▶ [About this task] Your task is to count the lines of the entries below that include the word "subdir" and to give only the resulting number.

▶ [Collected data entries]

//! File storage path policy.
//!
//! Every path used for file-backed storage must pass [`PathPolicy::check_acceptance`]:
//! - it is absolute,
//! - it is not a system location (hard-coded deny-list, always wins),
//! - it lies below an administrator allow-listed directory.
//!
//! The allow-list file is re-read on every check so edits apply immediately.

mod paths;

use std::collections::BTreeSet;
use std::path::{Path, PathBuf};
use std::sync::LazyLock;

use nix::unistd::{AccessFlags, access};
use vstore_shared::DiskTemplate;
use vstore_shared::errors::{VstoreError, VstoreResult};

pub use paths::{is_below_dir, normalize};

/// System prefixes that may never hold disk images.
static FORBIDDEN_PATHS: LazyLock<BTreeSet<PathBuf>> = LazyLock::new(|| {
    let mut paths: BTreeSet<PathBuf> = ["/boot", "/dev", "/etc", "/home", "/proc", "/root", "/sys"]
        .iter()
        .map(PathBuf::from)
        .collect();

    for prefix in ["", "/usr", "/usr/local"] {
        for dir in ["bin", "lib", "lib32", "lib64", "sbin"] {
            paths.insert(normalize(Path::new(&format!("{}/{}", prefix, dir))));
        }
    }

    paths
});

/// The deny-list, normalized.
pub fn forbidden_paths() -> &'static BTreeSet<PathBuf> {
    &FORBIDDEN_PATHS
}

/// True if `path` is relative or equal to / below a forbidden prefix.
pub fn is_forbidden(path: &Path) -> bool {
    if !path.is_absolute() {
        return true;
    }
    let path = normalize(path);
    FORBIDDEN_PATHS.contains(&path) || FORBIDDEN_PATHS.iter().any(|p| is_below_dir(p, &path))
}

/// Normalized, sorted subset of `paths` that should never be allow-listed.
pub fn wrong_paths<P: AsRef<Path>>(paths: &[P]) -> Vec<PathBuf> {
    let mut wrong: Vec<PathBuf> = paths
        .iter()
        .map(|p| normalize(p.as_ref()))
        .filter(|p| is_forbidden(p))
        .collect();
    wrong.sort();
    wrong
}

/// Read the allow-list file.
///
/// Blank lines and `#` comments are skipped. A missing or unreadable file is
/// an empty allow-list, which rejects every path.
pub fn load_allowed_paths(filename: &Path) -> Vec<PathBuf> {
    match std::fs::read_to_string(filename) {
        Ok(contents) => contents
            .lines()
            .map(str::trim)
            .filter(|line| !line.is_empty() && !line.starts_with('#'))
            .map(PathBuf::from)
            .collect(),
        Err(e) => {
            tracing::debug!(file = %filename.display(), error = %e, "Allow-list not readable");
            Vec::new()
        }
    }
}

/// Check `path` against a resolved allow-list.
///
/// With `exact_match_ok`, the allow-listed directory itself is accepted too.
fn check_allowed(path: &Path, allowed: &[PathBuf], exact_match_ok: bool) -> VstoreResult<()> {
    let normalized = normalize(path);

    for entry in allowed {
        if !entry.is_absolute() {
            tracing::warn!(
                "Ignoring relative path '{}' for file storage",
                entry.display()
            );
            continue;
        }

        if exact_match_ok && normalize(entry) == normalized {
            return Ok(());
        }

        if is_below_dir(entry, &normalized) {
            return Ok(());
        }
    }

    Err(VstoreError::StoragePath(format!(
        "Path '{}' is not acceptable for file storage",
        path.display()
    )))
}

/// Where the allow-list lives and where network volumes get mounted.
#[derive(Debug, Clone, PartialEq, Eq)]
pub struct PathPolicy {
    pub allowed_paths_file: PathBuf,
    pub gluster_mount_base: PathBuf,
}

impl PathPolicy {
    pub fn new(allowed_paths_file: impl Into<PathBuf>, gluster_mount_base: impl Into<PathBuf>) -> Self {
        Self {
            allowed_paths_file: allowed_paths_file.into(),
            gluster_mount_base: gluster_mount_base.into(),
        }
    }

    /// Allow-list entries for `templates` (all file-based templates if empty).
    pub fn allowed_paths(&self, templates: &[DiskTemplate]) -> Vec<PathBuf> {
        let templates = if templates.is_empty() {
            &DiskTemplate::ALL[..]
        } else {
            templates
        };

        let mut allowed = Vec::new();
        if templates.iter().any(DiskTemplate::uses_allow_list) {
            allowed = load_allowed_paths(&self.allowed_paths_file);
        }
        if templates.contains(&DiskTemplate::Gluster) {
            allowed.push(self.gluster_mount_base.clone());
        }
        allowed
    }

    /// Reject `path` unless it may hold file storage for one of `templates`.
    pub fn check_acceptance(
        &self,
        path: &Path,
        templates: &[DiskTemplate],
        exact_match_ok: bool,
    ) -> VstoreResult<()> {
        if !path.is_absolute() {
            return Err(VstoreError::StoragePath(format!(
                "File storage path must be absolute, got '{}'",
                path.display()
            )));
        }

        let allowed = self.allowed_paths(templates);
        if allowed.is_empty() {
            return Err(VstoreError::StoragePath(format!(
                "No paths are valid or path file '{}' is not accessible.",
                self.allowed_paths_file.display()
            )));
        }

        if is_forbidden(path) {
            return Err(VstoreError::StoragePath(format!(
                "Path '{}' uses a forbidden prefix",
                path.display()
            )));
        }

        check_allowed(path, &allowed, exact_match_ok)
    }

    /// Allow-list entries the administrator should be warned about.
    pub fn compute_wrong_paths(&self) -> Vec<PathBuf> {
        wrong_paths(&load_allowed_paths(&self.allowed_paths_file))
    }

    /// Check that `path` is acceptable (exact match allowed), an existing
    /// directory and writable.
    ///
    /// Returns the reason it cannot be used, or `None` if it can.
    pub fn check_file_storage_path(&self, path: &Path, templates: &[DiskTemplate]) -> Option<String> {
        if let Err(e) = self.check_acceptance(path, templates, true) {
            return Some(e.to_string());
        }
        check_path_usable(path).err().map(|e| e.to_string())
    }
}

/// Existing directory, writable by this process.
fn check_path_usable(path: &Path) -> VstoreResult<()> {
    if !path.is_dir() {
        return Err(VstoreError::StoragePath(format!(
            "Path '{}' is not existing or not a directory.",
            path.display()
        )));
    }
    if access(path, AccessFlags::W_OK).is_err() {
        return Err(VstoreError::StoragePath(format!(
            "Path '{}' is not writable",
            path.display()
        )));
    }
    Ok(())
}

#[cfg(test)]
mod tests {
    use super::*;
    use proptest::prelude::*;
    use std::fs;
    use tempfile::TempDir;

    fn policy_with(contents: &str) -> (TempDir, PathPolicy) {
        let dir = TempDir::new().unwrap();
        let file = dir.path().join("file-storage-paths");
        fs::write(&file, contents).unwrap();
        let policy = PathPolicy::new(file, "/var/run/vstore/gluster");
        (dir, policy)
    }

    #[test]
    fn test_forbidden_paths_contents() {
        let paths = forbidden_paths();
        for path in ["/bin", "/usr/local/sbin", "/lib64", "/etc", "/sys"] {
            assert!(paths.contains(Path::new(path)), "{} missing", path);
        }
        for path in paths {
            assert_eq!(&normalize(path), path);
        }
    }

    #[test]
    fn test_wrong_paths() {
        let empty: [&str; 0] = [];
        assert!(wrong_paths(&empty).is_empty());
        assert!(wrong_paths(&["/tmp"]).is_empty());
        assert_eq!(wrong_paths(&["/bin/ls"]), vec![PathBuf::from("/bin/ls")]);
        assert_eq!(wrong_paths(&["/bin"]), vec![PathBuf::from("/bin")]);
        assert_eq!(
            wrong_paths(&["/usr/sbin/vim", "/srv/file-storage"]),
            vec![PathBuf::from("/usr/sbin/vim")]
        );
    }

    #[test]
    fn test_compute_wrong_paths_from_file() {
        let (_dir, policy) = policy_with(
            "\n  /tmp\n  x/y///z/relative\n  # This is a test file\n  /srv/storage\n  /bin\n  /usr/local/lib32/\n  relative/path\n",
        );
        assert_eq!(
            policy.compute_wrong_paths(),
            vec![
                PathBuf::from("/bin"),
                PathBuf::from("/usr/local/lib32"),
                PathBuf::from("relative/path"),
                PathBuf::from("x/y/z/relative"),
            ]
        );
    }

    #[test]
    fn test_load_allowed_paths_skips_comments_and_blanks() {
        let (dir, _policy) = policy_with("");
        let file = dir.path().join("list");
        fs::write(&file, "\n  # This is a test file\n  /tmp\n  /srv/storage\n  relative/path\n  ").unwrap();
        assert_eq!(
            load_allowed_paths(&file),
            vec![
                PathBuf::from("/tmp"),
                PathBuf::from("/srv/storage"),
                PathBuf::from("relative/path"),
            ]
        );
    }

    #[test]
    fn test_load_allowed_paths_missing_or_empty() {
        assert!(load_allowed_paths(Path::new("/dev/null")).is_empty());
        assert!(load_allowed_paths(Path::new("/tmp/this/file/does/not/exist")).is_empty());
    }

    #[test]
    fn test_check_allowed_rejects_relative_inputs() {
        for path in ["", "tmp", "foo/bar/baz"] {
            assert!(check_allowed(Path::new(path), &[PathBuf::from("/tmp")], false).is_err());
        }
        let relative_only = [PathBuf::from("tmp"), PathBuf::from("xyz")];
        assert!(check_allowed(Path::new("/tmp"), &relative_only, false).is_err());
    }

    #[test]
    fn test_check_allowed_requires_subpath() {
        let allowed = [PathBuf::from("/tmp/foo")];
        assert!(check_allowed(Path::new("/tmp"), &[], false).is_err());
        assert!(check_allowed(Path::new("/tmp/foo"), &allowed, false).is_err());
        assert!(check_allowed(Path::new("/tmp/foo"), &allowed, true).is_ok());
        assert!(check_allowed(Path::new("/tmp/foo/a"), &allowed, false).is_ok());
        assert!(check_allowed(Path::new("/tmp/foo/a/x"), &allowed, false).is_ok());
    }

    #[test]
    fn test_acceptance_end_to_end() {
        let (_dir, policy) = policy_with("\n      /srv/storage\n      ");
        let file = [DiskTemplate::File];

        policy
            .check_acceptance(Path::new("/srv/storage/inst1"), &file, false)
            .unwrap();

        let err = policy
            .check_acceptance(Path::new("/srv/storage"), &file, false)
            .unwrap_err();
        assert!(err.to_string().contains("not acceptable"));

        let err = policy
            .check_acceptance(Path::new("/usr/lib64/xyz"), &file, false)
            .unwrap_err();
        assert!(err.to_string().contains("forbidden prefix"));
    }

    #[test]
    fn test_acceptance_without_allow_list_file() {
        let policy = PathPolicy::new("/tmp/this/file/does/not/exist", "/var/run/vstore/gluster");
        let file = [DiskTemplate::File];
        for path in ["/bin/", "/srv/file-storage"] {
            let err = policy.check_acceptance(Path::new(path), &file, false).unwrap_err();
            assert!(err.is_policy());
        }
    }

    #[test]
    fn test_acceptance_rejects_relative_path() {
        let (_dir, policy) = policy_with("/srv/storage\n");
        let err = policy
            .check_acceptance(Path::new("srv/storage/x"), &[DiskTemplate::File], false)
            .unwrap_err();
        assert!(err.to_string().contains("must be absolute"));
    }

    #[test]
    fn test_deny_list_wins_over_allow_list() {
        let (_dir, policy) = policy_with("/\n/usr\n/etc\n");
        let file = [DiskTemplate::File];
        for path in ["/bin/disk", "/usr/local/sbin/disk", "/lib64/disk", "/etc/disk", "/sys/x"] {
            let err = policy.check_acceptance(Path::new(path), &file, false).unwrap_err();
            assert!(err.to_string().contains("forbidden prefix"), "{}", path);
        }
        policy
            .check_acceptance(Path::new("/usr/share/disk"), &file, false)
            .unwrap();
    }

    #[test]
    fn test_gluster_template_allows_mount_base_only() {
        let policy = PathPolicy::new("/tmp/this/file/does/not/exist", "/var/run/vstore/gluster");
        let gluster = [DiskTemplate::Gluster];
        policy
            .check_acceptance(Path::new("/var/run/vstore/gluster/gv0/disk0"), &gluster, false)
            .unwrap();
        policy
            .check_acceptance(Path::new("/var/run/vstore/gluster"), &gluster, true)
            .unwrap();
        assert!(
            policy
                .check_acceptance(Path::new("/srv/storage/disk0"), &gluster, false)
                .is_err()
        );
        // The allow-list file is not consulted for the network template.
        assert!(
            policy
                .check_acceptance(Path::new("/srv/storage/disk0"), &[DiskTemplate::File], false)
                .is_err()
        );
    }

    #[test]
    fn test_allow_list_edits_apply_immediately() {
        let (_dir, policy) = policy_with("/srv/one\n");
        let file = [DiskTemplate::File];
        assert!(policy.check_acceptance(Path::new("/srv/two/x"), &file, false).is_err());

        fs::write(&policy.allowed_paths_file, "/srv/one\n/srv/two\n").unwrap();
        policy.check_acceptance(Path::new("/srv/two/x"), &file, false).unwrap();
    }

    #[test]
    fn test_check_file_storage_path() {
        let dir = TempDir::new().unwrap();
        let allowed = dir.path().join("allowed");
        fs::create_dir(&allowed).unwrap();
        let list = dir.path().join("allowed-path-file");
        fs::write(&list, allowed.display().to_string()).unwrap();
        let policy = PathPolicy::new(&list, "/var/run/vstore/gluster");

        let subdir = allowed.join("allowedsubdir");
        fs::create_dir(&subdir).unwrap();
        assert_eq!(policy.check_file_storage_path(&subdir, &[]), None);
        assert_eq!(policy.check_file_storage_path(&allowed, &[]), None);

        let reason = policy
            .check_file_storage_path(&dir.path().join("notallowed"), &[])
            .unwrap();
        assert!(reason.contains("not acceptable"));

        let reason = policy
            .check_file_storage_path(&allowed.join("missing"), &[])
            .unwrap();
        assert!(reason.contains("not existing or not a directory"));
    }

    #[test]
    fn test_check_path_usable() {
        let dir = TempDir::new().unwrap();
        check_path_usable(dir.path()).unwrap();
        assert!(check_path_usable(&dir.path().join("does/not/exist")).is_err());
    }

    proptest! {
        #[test]
        fn prop_forbidden_subtrees_rejected_even_if_allowed(
            root in prop::sample::select(vec![
                "/bin", "/usr/local/sbin", "/lib64", "/etc", "/sys", "/usr/lib", "/boot",
            ]),
            tail in "[a-z]{1,8}(/[a-z]{1,8}){0,3}",
        ) {
            let (_dir, policy) = policy_with(&format!("/\n{}\n", root));
            let candidate = PathBuf::from(root).join(&tail);
            prop_assert!(is_forbidden(&candidate));
            let err = policy.check_acceptance(&candidate, &[DiskTemplate::File], true);
            prop_assert!(err.is_err());
        }
    }
}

▶ [Task output] 3